Al leer la novela Los nombres del aire, del escritor mexicano Alberto Ruy Sánchez, me topé con una imagen que me sugirió otra idea relacionada con dinosaurios.
Había pensado que un dinosaurio bebé que hubiera observado por primera vez su reflejo en un estanque, tras un sueño rápido, se asombraba al descubrir que un ser semejante a él habitaba bajo las aguas. Pero en el libro de Sánchez aparece esta hermosa descripción: “Una de las habitaciones tenía un espejo de agua que era especialmente admirado, porque no estaba en el suelo sino en una pared, en la que arquitectos aprendices de mago habían logrado que una inmensa cortina de agua cayera del techo al piso tan lentamente, casi deteniéndose, que era posible ver el propio reflejo con más nitidez que sobre un estanque”(5).
Simplemente, un dinosaurio que se durmió contemplando su reflejo en ese espejo vertical despierta y advierte que el reflejo de él mismo sigue allí.
Otra hipótesis la sugieren los lugares de comida rápida que venden muñecos y juguetes con los alimentos: en uno venden dinosaurios a escala. Un niño se duerme viendo a su reciente adquisición y, al despertar, ve con satisfacción que su preciada propiedad aún permanece a su lado.
Como las anteriores ideas, podríamos proponer decenas y hasta cientos de otras opciones, pero nos haríamos más pesados que hasta ahora. Por eso concluiremos con estas dos últimas.
Una persona se duerme viendo un documental sobre dinosaurios, en los que mediante notables técnicas de animación se reproducen imágenes virtuales de estos seres. La última imagen en la conciencia del durmiente es un dinosaurio en particular, pongamos un estegosaurio. Al despertar, minutos después, el estegosaurio sigue en escena.

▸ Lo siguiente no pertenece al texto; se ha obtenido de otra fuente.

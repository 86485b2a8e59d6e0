use recall_core::model::UserId;

/// Seam for the ambient authentication context.
///
/// The save protocol requires a resolved identity; callers without one are
/// rejected before any I/O happens.
pub trait IdentityProvider: Send + Sync {
    /// Returns the currently authenticated user, if any.
    fn current_user(&self) -> Option<UserId>;
}

/// Provider with a fixed user, for binaries and tests that resolved
/// authentication out of band.
#[derive(Clone, Debug)]
pub struct StaticIdentity {
    user: UserId,
}

impl StaticIdentity {
    #[must_use]
    pub fn new(user: UserId) -> Self {
        Self { user }
    }
}

impl IdentityProvider for StaticIdentity {
    fn current_user(&self) -> Option<UserId> {
        Some(self.user.clone())
    }
}

/// Provider that never yields a user.
#[derive(Clone, Copy, Debug, Default)]
pub struct Anonymous;

impl IdentityProvider for Anonymous {
    fn current_user(&self) -> Option<UserId> {
        None
    }
}
use async_trait::async_trait;
use chrono::{DateTime, Utc};
use serde::{Deserialize, Serialize};
use std::collections::{HashMap, VecDeque};
use std::sync::{Arc, Mutex};
use thiserror::Error;

use recall_core::model::{Flashcard, FlashcardSet, SetIndex, SetName, SetNameError, UserId};

/// Errors surfaced by storage adapters.
#[derive(Debug, Error)]
#[non_exhaustive]
pub enum StorageError {
    #[error("not found")]
    NotFound,

    /// The profile version check failed; a concurrent save won the commit.
    #[error("conflict")]
    Conflict,

    #[error("connection error: {0}")]
    Connection(String),

    #[error("serialization error: {0}")]
    Serialization(String),
}

//
// ─── RECORDS ───────────────────────────────────────────────────────────────────
//

/// Persisted shape for one card of a set.
///
/// Order is the card's identity: records are stored and returned in set
/// order. No presentation state is ever written here.
#[derive(Debug, Clone, PartialEq, Eq, Serialize, Deserialize)]
pub struct CardRecord {
    pub front: String,
    pub back: String,
}

impl CardRecord {
    #[must_use]
    pub fn from_card(card: &Flashcard) -> Self {
        Self {
            front: card.front().to_owned(),
            back: card.back().to_owned(),
        }
    }

    #[must_use]
    pub fn into_card(self) -> Flashcard {
        Flashcard::new(self.front, self.back)
    }
}

/// Persisted shape for a user's profile: the set-name index plus the version
/// used for optimistic concurrency.
///
/// `version` is the version being written. The first commit for a user writes
/// version 1; every later commit writes the version it read plus one.
#[derive(Debug, Clone, PartialEq, Eq, Serialize, Deserialize)]
pub struct ProfileRecord {
    pub user_id: UserId,
    pub set_names: Vec<String>,
    pub version: i64,
    pub updated_at: DateTime<Utc>,
}

impl ProfileRecord {
    /// Rebuilds the domain index from the stored names.
    #[must_use]
    pub fn index(&self) -> SetIndex {
        SetIndex::from_names(self.set_names.iter().cloned())
    }
}

/// Persisted shape for a flashcard set, keyed by `(user_id, name)`.
#[derive(Debug, Clone, PartialEq, Eq, Serialize, Deserialize)]
pub struct SetRecord {
    pub user_id: UserId,
    pub name: String,
    pub cards: Vec<CardRecord>,
    pub created_at: DateTime<Utc>,
}

impl SetRecord {
    #[must_use]
    pub fn from_set(user_id: UserId, set: &FlashcardSet) -> Self {
        Self {
            user_id,
            name: set.name().as_str().to_owned(),
            cards: set.cards().iter().map(CardRecord::from_card).collect(),
            created_at: set.created_at(),
        }
    }

    /// Convert the record back into a domain `FlashcardSet`.
    ///
    /// # Errors
    ///
    /// Returns `SetNameError` if the stored name no longer validates.
    pub fn into_set(self) -> Result<FlashcardSet, SetNameError> {
        let name = SetName::new(self.name)?;
        let cards = self.cards.into_iter().map(CardRecord::into_card).collect();
        Ok(FlashcardSet::new(name, cards, self.created_at))
    }
}

//
// ─── STORE CONTRACT ────────────────────────────────────────────────────────────
//

/// Store contract for the save protocol.
///
/// `commit_save` is the atomic unit: the profile index and the set record are
/// applied together or not at all. `expected_version` carries the optimistic
/// check — `None` asserts no profile row exists yet, `Some(v)` asserts the
/// stored version is exactly `v`. A mismatch fails the whole commit with
/// `StorageError::Conflict` and leaves both records untouched.
#[async_trait]
pub trait SetStore: Send + Sync {
    /// Fetch a user's profile record, or `None` for a first-time user.
    ///
    /// # Errors
    ///
    /// Returns `StorageError` if the profile cannot be read.
    async fn get_profile(&self, user: &UserId) -> Result<Option<ProfileRecord>, StorageError>;

    /// Fetch one set record by name, or `None` if the user has no such set.
    ///
    /// # Errors
    ///
    /// Returns `StorageError` if the set cannot be read.
    async fn get_set(&self, user: &UserId, name: &str) -> Result<Option<SetRecord>, StorageError>;

    /// Atomically write the profile index and the set record.
    ///
    /// The set record is a full replace of whatever was stored under
    /// `(user, name)` before.
    ///
    /// # Errors
    ///
    /// Returns `StorageError::Conflict` on a version mismatch, or another
    /// `StorageError` if the commit cannot be applied. On any error neither
    /// record is updated.
    async fn commit_save(
        &self,
        expected_version: Option<i64>,
        profile: ProfileRecord,
        set: SetRecord,
    ) -> Result<(), StorageError>;
}

//
// ─── IN-MEMORY STORE ───────────────────────────────────────────────────────────
//

#[derive(Default)]
struct InMemoryState {
    profiles: HashMap<UserId, ProfileRecord>,
    sets: HashMap<(UserId, String), SetRecord>,
    commit_faults: VecDeque<StorageError>,
}

/// Simple in-memory store implementation for testing and prototyping.
///
/// Commits are atomic under a single lock and honor the same version-check
/// semantics as the SQLite backend. Tests can queue commit failures to
/// exercise the all-or-nothing guarantee.
#[derive(Clone, Default)]
pub struct InMemoryStore {
    state: Arc<Mutex<InMemoryState>>,
}

impl InMemoryStore {
    #[must_use]
    pub fn new() -> Self {
        Self::default()
    }

    /// Queues an error to be returned by the next `commit_save` call instead
    /// of applying it. Queued errors are consumed in order.
    pub fn fail_next_commit(&self, error: StorageError) {
        if let Ok(mut state) = self.state.lock() {
            state.commit_faults.push_back(error);
        }
    }
}

#[async_trait]
impl SetStore for InMemoryStore {
    async fn get_profile(&self, user: &UserId) -> Result<Option<ProfileRecord>, StorageError> {
        let state = self
            .state
            .lock()
            .map_err(|e| StorageError::Connection(e.to_string()))?;
        Ok(state.profiles.get(user).cloned())
    }

    async fn get_set(&self, user: &UserId, name: &str) -> Result<Option<SetRecord>, StorageError> {
        let state = self
            .state
            .lock()
            .map_err(|e| StorageError::Connection(e.to_string()))?;
        Ok(state.sets.get(&(user.clone(), name.to_owned())).cloned())
    }

    async fn commit_save(
        &self,
        expected_version: Option<i64>,
        profile: ProfileRecord,
        set: SetRecord,
    ) -> Result<(), StorageError> {
        let mut state = self
            .state
            .lock()
            .map_err(|e| StorageError::Connection(e.to_string()))?;

        if let Some(fault) = state.commit_faults.pop_front() {
            return Err(fault);
        }

        let stored = state.profiles.get(&profile.user_id).map(|p| p.version);
        if stored != expected_version {
            return Err(StorageError::Conflict);
        }

        state.profiles.insert(profile.user_id.clone(), profile);
        state
            .sets
            .insert((set.user_id.clone(), set.name.clone()), set);
        Ok(())
    }
}

//
// ─── STORAGE AGGREGATE ─────────────────────────────────────────────────────────
//

/// Aggregates the store behind a trait object for easy backend swapping.
#[derive(Clone)]
pub struct Storage {
    pub sets: Arc<dyn SetStore>,
}

impl Storage {
    #[must_use]
    pub fn in_memory() -> Self {
        Self {
            sets: Arc::new(InMemoryStore::new()),
        }
    }
}

//
// ─── TESTS ─────────────────────────────────────────────────────────────────────
//

#[cfg(test)]
mod tests {
    use super::*;
    use recall_core::time::fixed_now;

    fn user() -> UserId {
        UserId::new("uid-1").unwrap()
    }

    fn profile(names: &[&str], version: i64) -> ProfileRecord {
        ProfileRecord {
            user_id: user(),
            set_names: names.iter().map(|n| (*n).to_owned()).collect(),
            version,
            updated_at: fixed_now(),
        }
    }

    fn record(name: &str, cards: &[(&str, &str)]) -> SetRecord {
        SetRecord {
            user_id: user(),
            name: name.to_owned(),
            cards: cards
                .iter()
                .map(|(f, b)| CardRecord {
                    front: (*f).to_owned(),
                    back: (*b).to_owned(),
                })
                .collect(),
            created_at: fixed_now(),
        }
    }

    #[tokio::test]
    async fn commit_then_read_back() {
        let store = InMemoryStore::new();
        store
            .commit_save(None, profile(&["Set A"], 1), record("Set A", &[("Q", "A")]))
            .await
            .unwrap();

        let stored = store.get_profile(&user()).await.unwrap().unwrap();
        assert_eq!(stored.set_names, vec!["Set A"]);
        assert_eq!(stored.version, 1);

        let set = store.get_set(&user(), "Set A").await.unwrap().unwrap();
        assert_eq!(set.cards.len(), 1);
        assert_eq!(set.cards[0].front, "Q");
    }

    #[tokio::test]
    async fn commit_rejects_stale_version() {
        let store = InMemoryStore::new();
        store
            .commit_save(None, profile(&["Set A"], 1), record("Set A", &[]))
            .await
            .unwrap();

        // A second writer that also read "no profile" must lose.
        let err = store
            .commit_save(None, profile(&["Set B"], 1), record("Set B", &[]))
            .await
            .unwrap_err();
        assert!(matches!(err, StorageError::Conflict));

        // The losing commit left nothing behind.
        assert!(store.get_set(&user(), "Set B").await.unwrap().is_none());
        let stored = store.get_profile(&user()).await.unwrap().unwrap();
        assert_eq!(stored.set_names, vec!["Set A"]);
    }

    #[tokio::test]
    async fn queued_fault_fails_commit_without_side_effects() {
        let store = InMemoryStore::new();
        store.fail_next_commit(StorageError::Connection("socket closed".into()));

        let err = store
            .commit_save(None, profile(&["Set A"], 1), record("Set A", &[("Q", "A")]))
            .await
            .unwrap_err();
        assert!(matches!(err, StorageError::Connection(_)));

        assert!(store.get_profile(&user()).await.unwrap().is_none());
        assert!(store.get_set(&user(), "Set A").await.unwrap().is_none());
    }

    #[test]
    fn record_round_trips_domain_set() {
        let set = FlashcardSet::new(
            SetName::new("Biology 101").unwrap(),
            vec![Flashcard::new("Q1", "A1"), Flashcard::new("Q2", "A2")],
            fixed_now(),
        );
        let rec = SetRecord::from_set(user(), &set);
        assert_eq!(rec.name, "Biology 101");
        assert_eq!(rec.cards.len(), 2);

        let back = rec.into_set().unwrap();
        assert_eq!(back, set);
    }
}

Alguien sueña que está soñando ver un dinosaurio. Al despertar del segundo plano onírico, descubre que el dinosaurio no ha desaparecido y que ahora se encuentra en el primer sueño.
El propósito de este ejercicio de imaginación ha sido doble: por un lado, rendir homenaje a un texto básico de la literatura latinoamericana y a su autor y, por otro, mostrar que la obra literaria, en las manos –o, mejor dicho, en la mente del lector-, no sólo se completa, sino que también puede y debe complementarse.

NOTAS:

1 Violeta Rojo. Breve manual para reconocer minicuentos. Fundarte y Editorial Equinoccio. Caracas, 1996, pág. 15.
2 Sólo tres ejemplos: Edmundo Valadés. El libro de la imaginación, Fondo de Cultura Económica, Ciudad de México, 2001, pág. 12; Lauro Zavala (compilador). Relatos vertiginosos, Alfaguara, Ciudad de México, 2000, págs. 153-156; y Lauro Zavala (compilador). Minificción mexicana, Universidad Nacional Autónoma de México, Ciudad de México, 2003, págs. 271-271.
3 Boris Tomachevski y Juan Armando Epple citados por Violeta Rojo, ob. cit., págs. 35-37.
4 Rafael Humberto Moreno-Durán. “La insondable tontería humana” (Entrevista a Augusto Monterroso). En: Augusto Monterroso. Viaje al centro de la fábula. Alfaguara, Ciudad de México, 2000. Págs. 143-158.
5 Alberto Ruy Sánchez. Los nombres del aire, Alfaguara, Ciudad de México, 2002, pág. 54.